The World Health Organization (WHO) describes transgender people as “gender incongruence” and now that term has been moved from the mental disorder chapter to the sexual health chapter in its latest (eleventh) version of International Classification of Diseases (ICD).
Last year, the United Nations health agency said, “The new classification is expected to improve social acceptance among transgender people while still making important health resources available.”
The World Health Assembly in Geneva, Switzerland adopted the 11th revision of the ICD on Saturday. ICD-11 will go into effect from January 1, 2022.
Last June, the team coordinator of WHO’s Adolescents and At-Risk Populations Dr. Lale Say said, “The phrase was taken out from the mental health disorders because we had a better understanding that this wasn’t actually a mental health condition, and leaving it there was causing stigma. So, in order to reduce the stigma while also ensuring access to necessary health interventions, this was placed in a different chapter.”
Last year, then-executive director of Transgender Europe Julia Ehrt, said, “This is the result of tremendous effort by trans and gender diverse activists from around the world to insist on our humanity, and I am elated that the WHO agrees that gender identity is not a mental illness.”
Last week, the International Lesbian, Gay, Bisexual, Trans and Intersex Association said in a statement, “Until a few years ago, removing pathologizing categories affecting trans and gender diverse people from the ICD-10 list of mental disorders seemed impossible. Today, we know that full depathologization can be achieved and will be achieved in our lifetime.” Ehrt is now the association’s program director.

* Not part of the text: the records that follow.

pub fn update_task(db: &Database, id: &str, patch: &TaskPatch) -> Result<(), DbError> {
    let conn = db.conn();
    let mut sets = Vec::new();
    let mut values: Vec<Box<dyn rusqlite::ToSql>> = Vec::new();

    macro_rules! set_field {
        ($field:ident, $col:literal) => {
            if let Some(v) = &patch.$field {
                sets.push(format!("{} = ?{}", $col, values.len() + 1));
                values.push(Box::new(v.clone()));
            }
        };
    }

    set_field!(title, "title");
    set_field!(description, "description");
    set_field!(department_id, "department_id");
    set_field!(assigned_agent_id, "assigned_agent_id");
    set_field!(status, "status");
    set_field!(priority, "priority");
    set_field!(task_type, "task_type");
    set_field!(project_path, "project_path");
    set_field!(result, "result");

    if let Some(status) = &patch.status {
        if status == "done" {
            sets.push(format!("completed_at = ?{}", values.len() + 1));
            values.push(Box::new(now()));
        }
        if status == "in_progress" {
            sets.push(format!("started_at = ?{}", values.len() + 1));
            values.push(Box::new(now()));
        }
    }

    if sets.is_empty() {
        return Ok(());
    }

    sets.push(format!("updated_at = ?{}", values.len() + 1));
    values.push(Box::new(now()));

    let sql = format!("UPDATE tasks SET {} WHERE id = ?{}", sets.join(", "), values.len() + 1);
    values.push(Box::new(id.to_string()));

    let params: Vec<&dyn rusqlite::ToSql> = values.iter().map(|b| b.as_ref()).collect();
    let changed = conn.execute(&sql, params.as_slice())?;
    if changed == 0 {
        return Err(DbError::NotFound(format!("task {id}")));
    }
    Ok(())
}
use axum::extract::State;
use axum::Json;

use super::AppState;

pub async fn health(State(state): State<AppState>) -> Json<serde_json::Value> {
    Json(serde_json::json!({
        "ok": true,
        "version": env!("CARGO_PKG_VERSION"),
        "app": "climpire",
        "dbPath": state.config.db_path.display().to_string(),
    }))
}
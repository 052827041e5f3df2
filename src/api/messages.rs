use axum::extract::{Query, State};
use axum::Json;
use rand::Rng;
use serde::Deserialize;

use crate::bus::event_types;
use crate::core::department::DEPARTMENTS;
use crate::db::queries::{self, MessageFilter, MessageRow};
use crate::error::AppError;
use crate::runtime::delegation::scan_mentions;

use super::AppState;

#[derive(Debug, Deserialize, Default)]
pub struct ListMessagesQuery {
    pub receiver_type: Option<String>,
    pub receiver_id: Option<String>,
    pub limit: Option<i64>,
}

pub async fn list_messages(
    State(state): State<AppState>,
    Query(q): Query<ListMessagesQuery>,
) -> Result<Json<serde_json::Value>, AppError> {
    let filter = MessageFilter { receiver_type: q.receiver_type, receiver_id: q.receiver_id, limit: q.limit };
    let messages = queries::list_messages(&state.db, &filter)?;
    Ok(Json(serde_json::json!({ "messages": messages })))
}

#[derive(Debug, Deserialize)]
pub struct PostMessageBody {
    pub receiver_type: String,
    pub receiver_id: Option<String>,
    pub content: String,
    pub message_type: Option<String>,
    pub task_id: Option<String>,
}

async fn insert_and_broadcast(state: &AppState, body: PostMessageBody, sender_type: &str) -> Result<MessageRow, AppError> {
    if body.content.trim().is_empty() {
        return Err(AppError::InvalidInput("content is required".to_string()));
    }
    let row = MessageRow {
        id: uuid::Uuid::new_v4().to_string(),
        sender_type: sender_type.to_string(),
        sender_id: None,
        receiver_type: body.receiver_type,
        receiver_id: body.receiver_id,
        content: body.content,
        message_type: body.message_type.unwrap_or_else(|| "chat".to_string()),
        task_id: body.task_id,
        created_at: chrono::Utc::now().to_rfc3339(),
    };
    queries::insert_message(&state.db, &row)?;
    Ok(row)
}

/// `POST /api/messages` (§6): CEO→agent or CEO→department chat message.
pub async fn post_message(
    State(state): State<AppState>,
    Json(body): Json<PostMessageBody>,
) -> Result<Json<serde_json::Value>, AppError> {
    let row = insert_and_broadcast(&state, body, "ceo").await?;
    state.bus.emit(event_types::EVENT_NEW_MESSAGE, row.task_id.clone(), serde_json::json!({ "messageId": row.id }));

    if row.receiver_type == "agent" {
        if let Some(agent_id) = &row.receiver_id {
            if let Some(agent) = queries::get_agent(&state.db, agent_id)? {
                state.orchestrator.dispatch_ceo_message(&agent, &row.message_type, &row.content).await?;
            }
        }
    }

    Ok(Json(serde_json::json!({ "message": row })))
}

#[derive(Debug, Deserialize, Default)]
pub struct DeleteMessagesQuery {
    pub agent_id: Option<String>,
}

pub async fn delete_messages(
    State(state): State<AppState>,
    Query(q): Query<DeleteMessagesQuery>,
) -> Result<Json<serde_json::Value>, AppError> {
    let deleted = queries::delete_messages(&state.db, q.agent_id.as_deref())?;
    state.bus.emit(event_types::EVENT_MESSAGES_CLEARED, None, serde_json::json!({ "agentId": q.agent_id }));
    Ok(Json(serde_json::json!({ "deleted": deleted })))
}

#[derive(Debug, Deserialize)]
pub struct AnnouncementBody {
    pub content: String,
}

/// `POST /api/announcements` (§4.9, §6): broadcast to `all`, then each
/// active team leader acknowledges on its own 1.5-3s jitter, and — if the
/// content `@mentions` anyone — a full delegation follows 5-7s later.
pub async fn post_announcement(
    State(state): State<AppState>,
    Json(body): Json<AnnouncementBody>,
) -> Result<Json<serde_json::Value>, AppError> {
    let row = insert_and_broadcast(
        &state,
        PostMessageBody {
            receiver_type: "all".to_string(),
            receiver_id: None,
            content: body.content.clone(),
            message_type: Some("announcement".to_string()),
            task_id: None,
        },
        "ceo",
    )
    .await?;
    state.bus.emit(event_types::EVENT_ANNOUNCEMENT, None, serde_json::json!({ "messageId": row.id }));

    for dept in DEPARTMENTS {
        let Some(leader) = queries::get_department_leader(&state.db, dept.id)? else { continue };
        if leader.status == "offline" {
            continue;
        }
        let db = state.db.clone();
        let bus = state.bus.clone();
        let leader_id = leader.id.clone();
        let dept_id = dept.id.to_string();
        tokio::spawn(async move {
            let delay_ms = rand::thread_rng().gen_range(1500..=3000);
            tokio::time::sleep(std::time::Duration::from_millis(delay_ms)).await;
            let ack = MessageRow {
                id: uuid::Uuid::new_v4().to_string(),
                sender_type: "agent".to_string(),
                sender_id: Some(leader_id.clone()),
                receiver_type: "ceo".to_string(),
                receiver_id: None,
                content: format!("Acknowledged, on it for {dept_id}."),
                message_type: "chat".to_string(),
                task_id: None,
                created_at: chrono::Utc::now().to_rfc3339(),
            };
            if queries::insert_message(&db, &ack).is_ok() {
                bus.emit(event_types::EVENT_NEW_MESSAGE, None, serde_json::json!({ "messageId": ack.id, "senderId": leader_id }));
            }
        });
    }

    let mentions = scan_mentions(&body.content);
    if !mentions.is_empty() {
        let orchestrator = state.orchestrator.clone();
        let db = state.db.clone();
        let content = body.content.clone();
        tokio::spawn(async move {
            let delay_ms = rand::thread_rng().gen_range(5000..=7000);
            tokio::time::sleep(std::time::Duration::from_millis(delay_ms)).await;
            for mention in mentions {
                if let Ok(Some(agent)) = queries::get_agent(&db, &mention) {
                    let _ = orchestrator.dispatch_ceo_message(&agent, "announcement", &content).await;
                }
            }
        });
    }

    Ok(Json(serde_json::json!({ "message": row })))
}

Dr. Say said, “The WHO does not expect the ICD change to affect transgender people’s need for health care, but by reducing social stigmas, more people might be encouraged to seek treatment.”
According to the WHO’s new description of gender incongruence, “Gender variant behavior and preferences alone are not a basis for diagnosing someone’s mental health.” This is not the first time the WHO has decreed a classification related to sexual health. In 1990, the agency said, “Sexual orientation alone is not to be regarded as a disorder.”